Brief: Once you have counted the lines below that contain "collections", give that number and nothing else.

Materials provided:

********

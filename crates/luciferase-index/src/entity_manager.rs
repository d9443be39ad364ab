//! Tracks where each entity currently lives, independent of the node
//! store, so removal and position updates don't require a tree scan.

use std::collections::HashMap;

use luciferase_error::{LuciferaseError, Result};
use luciferase_geometry::SFCKey;
use luciferase_types::{Aabb, EntityId, EntityRecord, Vec3f};
use parking_lot::RwLock;

/// Concurrency-safe `EntityId -> EntityRecord` table.
#[derive(Default)]
pub struct EntityManager {
    records: RwLock<HashMap<EntityId, EntityRecord<SFCKey, Aabb>>>,
}

impl EntityManager {
    #[must_use]
    pub fn new() -> Self {
        Self::default()
    }

    /// Register a new entity with no locations yet.
    ///
    /// # Errors
    /// Returns [`LuciferaseError::EntityAlreadyPresent`] if `id` is
    /// already tracked.
    pub fn register(&self, id: EntityId, position: Vec3f, bounds: Option<Aabb>) -> Result<()> {
        let mut guard = self.records.write();
        if guard.contains_key(&id) {
            return Err(LuciferaseError::EntityAlreadyPresent(id.get()));
        }
        guard.insert(id, EntityRecord::new(id, position, bounds));
        Ok(())
    }

    #[must_use]
    pub fn get(&self, id: EntityId) -> Option<EntityRecord<SFCKey, Aabb>> {
        self.records.read().get(&id).cloned()
    }

    #[must_use]
    pub fn contains(&self, id: EntityId) -> bool {
        self.records.read().contains_key(&id)
    }

    /// Remove an entity's record entirely, returning its final locations
    /// so the caller can clean up the node store.
    ///
    /// # Errors
    /// Returns [`LuciferaseError::EntityUnknown`] if `id` is not tracked.
    pub fn unregister(&self, id: EntityId) -> Result<EntityRecord<SFCKey, Aabb>> {
        self.records
            .write()
            .remove(&id)
            .ok_or(LuciferaseError::EntityUnknown(id.get()))
    }

    /// Mutate a tracked entity's record in place.
    ///
    /// # Errors
    /// Returns [`LuciferaseError::EntityUnknown`] if `id` is not tracked.
    pub fn with_record_mut<R>(
        &self,
        id: EntityId,
        f: impl FnOnce(&mut EntityRecord<SFCKey, Aabb>) -> R,
    ) -> Result<R> {
        let mut guard = self.records.write();
        let record = guard.get_mut(&id).ok_or(LuciferaseError::EntityUnknown(id.get()))?;
        Ok(f(record))
    }

    #[must_use]
    pub fn len(&self) -> usize {
        self.records.read().len()
    }

    #[must_use]
    pub fn is_empty(&self) -> bool {
        self.len() == 0
    }

    #[must_use]
    pub fn all_ids(&self) -> Vec<EntityId> {
        self.records.read().keys().copied().collect()
    }
}

impl std::fmt::Debug for EntityManager {
    fn fmt(&self, f: &mut std::fmt::Formatter<'_>) -> std::fmt::Result {
        f.debug_struct("EntityManager")
            .field("len", &self.len())
            .finish()
    }
}
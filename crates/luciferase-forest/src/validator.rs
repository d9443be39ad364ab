//! Ghost-layer consistency invariants (§4.3), checked by the recovery
//! orchestrator's VALIDATING phase.

use std::collections::{HashMap, HashSet};

use luciferase_error::{LuciferaseError, Result};
use luciferase_geometry::SFCKey;
use luciferase_types::EntityId;

use crate::ghost::GhostLayer;

/// Runs the three ghost consistency checks from §4.3 against a snapshot of
/// the forest's current partition state.
pub struct Validator;

impl Validator {
    /// No entity id may appear in more than one partition's authoritative
    /// (non-ghost) entity set.
    #[must_use]
    pub fn count_duplicate_entities(authoritative: &HashMap<u32, HashSet<EntityId>>) -> usize {
        let mut seen = HashSet::new();
        let mut duplicates = HashSet::new();
        for ids in authoritative.values() {
            for id in ids {
                if !seen.insert(*id) {
                    duplicates.insert(*id);
                }
            }
        }
        duplicates.len()
    }

    /// Every ghost's origin rank must be in the active set.
    #[must_use]
    pub fn count_orphan_ghosts(layers: &HashMap<u32, &GhostLayer>, active_ranks: &[u32]) -> usize {
        let active: HashSet<u32> = active_ranks.iter().copied().collect();
        layers
            .values()
            .flat_map(|layer| layer.origin_ranks())
            .filter(|rank| !active.contains(rank))
            .count()
    }

    /// Every boundary element of a surviving partition must have a ghost in
    /// each neighbor whose domain abuts it.
    #[must_use]
    pub fn count_boundary_gaps(
        boundary_elements: &HashMap<u32, Vec<SFCKey>>,
        neighbors: &HashMap<u32, Vec<u32>>,
        layers: &HashMap<u32, &GhostLayer>,
    ) -> usize {
        let mut gaps = 0;
        for (&rank, keys) in boundary_elements {
            let Some(rank_neighbors) = neighbors.get(&rank) else {
                continue;
            };
            for &neighbor in rank_neighbors {
                let Some(neighbor_layer) = layers.get(&neighbor) else {
                    gaps += keys.len();
                    continue;
                };
                let ghosted: HashSet<SFCKey> = neighbor_layer
                    .elements_from(rank)
                    .iter()
                    .map(|g| g.key)
                    .collect();
                gaps += keys.iter().filter(|k| !ghosted.contains(k)).count();
            }
        }
        gaps
    }

    /// Run all three checks and fail with the aggregated counts if any is
    /// non-zero.
    ///
    /// # Errors
    /// Returns [`LuciferaseError::GhostValidationFailed`] with the
    /// individual counts if any invariant is violated.
    pub fn validate(
        authoritative: &HashMap<u32, HashSet<EntityId>>,
        layers: &HashMap<u32, &GhostLayer>,
        active_ranks: &[u32],
        boundary_elements: &HashMap<u32, Vec<SFCKey>>,
        neighbors: &HashMap<u32, Vec<u32>>,
    ) -> Result<()> {
        let duplicates = Self::count_duplicate_entities(authoritative);
        let orphans = Self::count_orphan_ghosts(layers, active_ranks);
        let gaps = Self::count_boundary_gaps(boundary_elements, neighbors, layers);
        if duplicates == 0 && orphans == 0 && gaps == 0 {
            Ok(())
        } else {
            Err(LuciferaseError::GhostValidationFailed {
                duplicates,
                orphans,
                gaps,
            })
        }
    }
}

#[cfg(test)]
mod tests {
    use super::*;
    use crate::ghost::GhostElement;
    use luciferase_geometry::KeyKind;

    #[test]
    fn duplicate_entity_across_partitions_is_detected() {
        let mut authoritative = HashMap::new();
        authoritative.insert(0, HashSet::from([EntityId::new(1), EntityId::new(2)]));
        authoritative.insert(1, HashSet::from([EntityId::new(2)]));
        assert_eq!(Validator::count_duplicate_entities(&authoritative), 1);
    }

    #[test]
    fn ghost_from_inactive_rank_is_an_orphan() {
        let mut layer = GhostLayer::new();
        layer.replace_rank(
            9,
            vec![GhostElement {
                origin_rank: 9,
                key: SFCKey::root(KeyKind::Morton),
                level: 0,
                payload: vec![],
            }],
        );
        let mut layers = HashMap::new();
        layers.insert(0u32, &layer);
        assert_eq!(Validator::count_orphan_ghosts(&layers, &[0, 1]), 1);
    }

    #[test]
    fn missing_ghost_for_boundary_element_is_a_gap() {
        let key = SFCKey::root(KeyKind::Morton).child(0).unwrap();
        let mut boundary = HashMap::new();
        boundary.insert(0u32, vec![key]);
        let mut neighbors = HashMap::new();
        neighbors.insert(0u32, vec![1u32]);
        let neighbor_layer = GhostLayer::new();
        let mut layers = HashMap::new();
        layers.insert(1u32, &neighbor_layer);
        assert_eq!(
            Validator::count_boundary_gaps(&boundary, &neighbors, &layers),
            1
        );
    }

    #[test]
    fn ghosted_boundary_element_is_not_a_gap() {
        let key = SFCKey::root(KeyKind::Morton).child(0).unwrap();
        let mut boundary = HashMap::new();
        boundary.insert(0u32, vec![key]);
        let mut neighbors = HashMap::new();
        neighbors.insert(0u32, vec![1u32]);
        let mut neighbor_layer = GhostLayer::new();
        neighbor_layer.replace_rank(
            0,
            vec![GhostElement {
                origin_rank: 0,
                key,
                level: key.level(),
                payload: vec![],
            }],
        );
        let mut layers = HashMap::new();
        layers.insert(1u32, &neighbor_layer);
        assert_eq!(
            Validator::count_boundary_gaps(&boundary, &neighbors, &layers),
            0
        );
    }
}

********

Finished exercise: 2